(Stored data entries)
***
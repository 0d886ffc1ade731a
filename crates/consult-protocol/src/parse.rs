//! Decoding and validation of inbound frames.

use consult_core::MessageKind;
use thiserror::Error;

use crate::InboundFrame;

/// Errors raised while interpreting an inbound frame.
#[derive(Debug, Clone, Error, PartialEq, Eq)]
pub enum ProtocolError {
    #[error("frame of {size} bytes exceeds limit of {max}")]
    TooLarge { size: usize, max: usize },

    #[error("malformed frame: {0}")]
    Malformed(String),

    #[error("unknown message type: {0}")]
    UnknownMessageType(u8),

    #[error("text message is empty")]
    EmptyMessage,

    #[error("attachment message has no attachment reference")]
    MissingAttachment,
}

/// What a participant asked for, after validation.
#[derive(Debug, Clone, PartialEq, Eq)]
pub enum ChatInput {
    /// Ephemeral typing indicator
    Typing,

    /// A message to persist and deliver
    Message {
        kind: MessageKind,
        body: String,
        attachment: Option<String>,
    },
}

/// Parses a raw text frame, enforcing the size limit before touching JSON.
pub fn decode_inbound(text: &str, max_bytes: usize) -> Result<InboundFrame, ProtocolError> {
    if text.len() > max_bytes {
        return Err(ProtocolError::TooLarge {
            size: text.len(),
            max: max_bytes,
        });
    }

    serde_json::from_str(text).map_err(|e| ProtocolError::Malformed(e.to_string()))
}

impl InboundFrame {
    /// Validates the frame and classifies it.
    ///
    /// `is_typing` wins over `message_type`: a typing frame is never
    /// treated as content, whatever else it carries.
    pub fn into_input(self) -> Result<ChatInput, ProtocolError> {
        if self.is_typing {
            return Ok(ChatInput::Typing);
        }

        let kind = match self.message_type {
            0 => MessageKind::Text,
            code => MessageKind::try_from(code)
                .map_err(|_| ProtocolError::UnknownMessageType(code))?,
        };

        match kind {
            MessageKind::Typing => Ok(ChatInput::Typing),
            MessageKind::Text => {
                if self.message.trim().is_empty() {
                    return Err(ProtocolError::EmptyMessage);
                }
                Ok(ChatInput::Message {
                    kind,
                    body: self.message,
                    attachment: None,
                })
            }
            MessageKind::Attachment => {
                let reference = self.attachment.trim();
                if reference.is_empty() {
                    return Err(ProtocolError::MissingAttachment);
                }
                Ok(ChatInput::Message {
                    kind,
                    attachment: Some(reference.to_string()),
                    body: self.message,
                })
            }
        }
    }
}

#[cfg(test)]
mod tests {
    use super::*;

    const MAX: usize = 1024;

    #[test]
    fn test_decode_text() {
        let frame = decode_inbound(r#"{"message_type":1,"message":"hello"}"#, MAX).unwrap();
        assert_eq!(
            frame.into_input().unwrap(),
            ChatInput::Message {
                kind: MessageKind::Text,
                body: "hello".to_string(),
                attachment: None,
            }
        );
    }

    #[test]
    fn test_typing_wins_over_type() {
        let frame = decode_inbound(r#"{"is_typing":true,"message_type":1,"message":""}"#, MAX).unwrap();
        assert_eq!(frame.into_input().unwrap(), ChatInput::Typing);

        let frame = decode_inbound(r#"{"message_type":3}"#, MAX).unwrap();
        assert_eq!(frame.into_input().unwrap(), ChatInput::Typing);
    }

    #[test]
    fn test_missing_type_reads_as_text() {
        let frame = decode_inbound(r#"{"message":"hi"}"#, MAX).unwrap();
        assert!(matches!(
            frame.into_input(),
            Ok(ChatInput::Message { kind: MessageKind::Text, .. })
        ));
    }

    #[test]
    fn test_attachment_requires_reference() {
        let err = InboundFrame::attachment("  ", "caption").into_input().unwrap_err();
        assert_eq!(err, ProtocolError::MissingAttachment);

        let input = InboundFrame::attachment("s3://scan.png", "").into_input().unwrap();
        assert_eq!(
            input,
            ChatInput::Message {
                kind: MessageKind::Attachment,
                body: String::new(),
                attachment: Some("s3://scan.png".to_string()),
            }
        );
    }

    #[test]
    fn test_validation_errors() {
        assert_eq!(
            InboundFrame::text("   ").into_input().unwrap_err(),
            ProtocolError::EmptyMessage
        );

        let frame = InboundFrame {
            message_type: 7,
            message: "x".to_string(),
            ..InboundFrame::default()
        };
        assert_eq!(frame.into_input().unwrap_err(), ProtocolError::UnknownMessageType(7));
    }

    #[test]
    fn test_decode_rejects_oversized_and_malformed() {
        let big = "x".repeat(MAX + 1);
        assert!(matches!(
            decode_inbound(&big, MAX),
            Err(ProtocolError::TooLarge { size, max: MAX }) if size == MAX + 1
        ));
        assert!(matches!(decode_inbound("not json", MAX), Err(ProtocolError::Malformed(_))));
    }
}
//! axum WebSocket adapter.

use async_trait::async_trait;
use axum::extract::ws::{Message, WebSocket};
use futures_util::stream::{SplitSink, SplitStream};
use futures_util::{SinkExt, StreamExt};
use tracing::debug;

use super::{FrameReader, FrameWriter, TransportError};

/// Splits an upgraded socket into its reader and writer halves.
pub fn split(socket: WebSocket) -> (WsReader, WsWriter) {
    let (sink, stream) = socket.split();
    (WsReader { stream }, WsWriter { sink })
}

pub struct WsReader {
    stream: SplitStream<WebSocket>,
}

pub struct WsWriter {
    sink: SplitSink<WebSocket, Message>,
}

#[async_trait]
impl FrameReader for WsReader {
    async fn recv(&mut self) -> Result<Option<String>, TransportError> {
        loop {
            let Some(result) = self.stream.next().await else {
                return Ok(None);
            };

            match result.map_err(|e| TransportError::Io(e.to_string()))? {
                Message::Text(text) => return Ok(Some(text)),
                Message::Binary(bytes) => {
                    return String::from_utf8(bytes)
                        .map(Some)
                        .map_err(|_| TransportError::Unsupported("non-UTF-8 binary frame".to_string()));
                }
                // axum answers pings itself
                Message::Ping(_) | Message::Pong(_) => continue,
                Message::Close(frame) => {
                    debug!(frame = ?frame, "Peer sent close frame");
                    return Ok(None);
                }
            }
        }
    }
}

#[async_trait]
impl FrameWriter for WsWriter {
    async fn send(&mut self, text: String) -> Result<(), TransportError> {
        self.sink
            .send(Message::Text(text))
            .await
            .map_err(|e| TransportError::Io(e.to_string()))
    }

    async fn ping(&mut self) -> Result<(), TransportError> {
        self.sink
            .send(Message::Ping(Vec::new()))
            .await
            .map_err(|e| TransportError::Io(e.to_string()))
    }

    async fn close(&mut self) -> Result<(), TransportError> {
        self.sink
            .close()
            .await
            .map_err(|e| TransportError::Io(e.to_string()))
    }
}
***
(Exercise) All the entries should be written out again precisely.

(Answer box)
repository 0d886ffc1ade731a
filename crates/consult-protocol/src/parse.rs
//! Decoding and validation of inbound frames.

use consult_core::MessageKind;
use thiserror::Error;

use crate::InboundFrame;

/// Errors raised while interpreting an inbound frame.
#[derive(Debug, Clone, Error, PartialEq, Eq)]
pub enum ProtocolError {
    #[error("frame of {size} bytes exceeds limit of {max}")]
    TooLarge { size: usize, max: usize },

    #[error("malformed frame: {0}")]
    Malformed(String),

    #[error("unknown message type: {0}")]
    UnknownMessageType(u8),

    #[error("text message is empty")]
    EmptyMessage,

    #[error("attachment message has no attachment reference")]
    MissingAttachment,
}

/// What a participant asked for, after validation.
#[derive(Debug, Clone, PartialEq, Eq)]
pub enum ChatInput {
    /// Ephemeral typing indicator
    Typing,

    /// A message to persist and deliver
    Message {
        kind: MessageKind,
        body: String,
        attachment: Option<String>,
    },
}

/// Parses a raw text frame, enforcing the size limit before touching JSON.
pub fn decode_inbound(text: &str, max_bytes: usize) -> Result<InboundFrame, ProtocolError> {
    if text.len() > max_bytes {
        return Err(ProtocolError::TooLarge {
            size: text.len(),
            max: max_bytes,
        });
    }

    serde_json::from_str(text).map_err(|e| ProtocolError::Malformed(e.to_string()))
}

impl InboundFrame {
    /// Validates the frame and classifies it.
    ///
    /// `is_typing` wins over `message_type`: a typing frame is never
    /// treated as content, whatever else it carries.
    pub fn into_input(self) -> Result<ChatInput, ProtocolError> {
        if self.is_typing {
            return Ok(ChatInput::Typing);
        }

        let kind = match self.message_type {
            0 => MessageKind::Text,
            code => MessageKind::try_from(code)
                .map_err(|_| ProtocolError::UnknownMessageType(code))?,
        };

        match kind {
            MessageKind::Typing => Ok(ChatInput::Typing),
            MessageKind::Text => {
                if self.message.trim().is_empty() {
                    return Err(ProtocolError::EmptyMessage);
                }
                Ok(ChatInput::Message {
                    kind,
                    body: self.message,
                    attachment: None,
                })
            }
            MessageKind::Attachment => {
                let reference = self.attachment.trim();
                if reference.is_empty() {
                    return Err(ProtocolError::MissingAttachment);
                }
                Ok(ChatInput::Message {
                    kind,
                    attachment: Some(reference.to_string()),
                    body: self.message,
                })
            }
        }
    }
}

#[cfg(test)]
mod tests {
    use super::*;

    const MAX: usize = 1024;

    #[test]
    fn test_decode_text() {
        let frame = decode_inbound(r#"{"message_type":1,"message":"hello"}"#, MAX).unwrap();
        assert_eq!(
            frame.into_input().unwrap(),
            ChatInput::Message {
                kind: MessageKind::Text,
                body: "hello".to_string(),
                attachment: None,
            }
        );
    }

    #[test]
    fn test_typing_wins_over_type() {
        let frame = decode_inbound(r#"{"is_typing":true,"message_type":1,"message":""}"#, MAX).unwrap();
        assert_eq!(frame.into_input().unwrap(), ChatInput::Typing);

        let frame = decode_inbound(r#"{"message_type":3}"#, MAX).unwrap();
        assert_eq!(frame.into_input().unwrap(), ChatInput::Typing);
    }

    #[test]
    fn test_missing_type_reads_as_text() {
        let frame = decode_inbound(r#"{"message":"hi"}"#, MAX).unwrap();
        assert!(matches!(
            frame.into_input(),
            Ok(ChatInput::Message { kind: MessageKind::Text, .. })
        ));
    }

    #[test]
    fn test_attachment_requires_reference() {
        let err = InboundFrame::attachment("  ", "caption").into_input().unwrap_err();
        assert_eq!(err, ProtocolError::MissingAttachment);

        let input = InboundFrame::attachment("s3://scan.png", "").into_input().unwrap();
        assert_eq!(
            input,
            ChatInput::Message {
                kind: MessageKind::Attachment,
                body: String::new(),
                attachment: Some("s3://scan.png".to_string()),
            }
        );
    }

    #[test]
    fn test_validation_errors() {
        assert_eq!(
            InboundFrame::text("   ").into_input().unwrap_err(),
            ProtocolError::EmptyMessage
        );

        let frame = InboundFrame {
            message_type: 7,
            message: "x".to_string(),
            ..InboundFrame::default()
        };
        assert_eq!(frame.into_input().unwrap_err(), ProtocolError::UnknownMessageType(7));
    }

    #[test]
    fn test_decode_rejects_oversized_and_malformed() {
        let big = "x".repeat(MAX + 1);
        assert!(matches!(
            decode_inbound(&big, MAX),
            Err(ProtocolError::TooLarge { size, max: MAX }) if size == MAX + 1
        ));
        assert!(matches!(decode_inbound("not json", MAX), Err(ProtocolError::Malformed(_))));
    }
}
//! axum WebSocket adapter.

use async_trait::async_trait;
use axum::extract::ws::{Message, WebSocket};
use futures_util::stream::{SplitSink, SplitStream};
use futures_util::{SinkExt, StreamExt};
use tracing::debug;

use super::{FrameReader, FrameWriter, TransportError};

/// Splits an upgraded socket into its reader and writer halves.
pub fn split(socket: WebSocket) -> (WsReader, WsWriter) {
    let (sink, stream) = socket.split();
    (WsReader { stream }, WsWriter { sink })
}

pub struct WsReader {
    stream: SplitStream<WebSocket>,
}

pub struct WsWriter {
    sink: SplitSink<WebSocket, Message>,
}

#[async_trait]
impl FrameReader for WsReader {
    async fn recv(&mut self) -> Result<Option<String>, TransportError> {
        loop {
            let Some(result) = self.stream.next().await else {
                return Ok(None);
            };

            match result.map_err(|e| TransportError::Io(e.to_string()))? {
                Message::Text(text) => return Ok(Some(text)),
                Message::Binary(bytes) => {
                    return String::from_utf8(bytes)
                        .map(Some)
                        .map_err(|_| TransportError::Unsupported("non-UTF-8 binary frame".to_string()));
                }
                // axum answers pings itself
                Message::Ping(_) | Message::Pong(_) => continue,
                Message::Close(frame) => {
                    debug!(frame = ?frame, "Peer sent close frame");
                    return Ok(None);
                }
            }
        }
    }
}

#[async_trait]
impl FrameWriter for WsWriter {
    async fn send(&mut self, text: String) -> Result<(), TransportError> {
        self.sink
            .send(Message::Text(text))
            .await
            .map_err(|e| TransportError::Io(e.to_string()))
    }

    async fn ping(&mut self) -> Result<(), TransportError> {
        self.sink
            .send(Message::Ping(Vec::new()))
            .await
            .map_err(|e| TransportError::Io(e.to_string()))
    }

    async fn close(&mut self) -> Result<(), TransportError> {
        self.sink
            .close()
            .await
            .map_err(|e| TransportError::Io(e.to_string()))
    }
}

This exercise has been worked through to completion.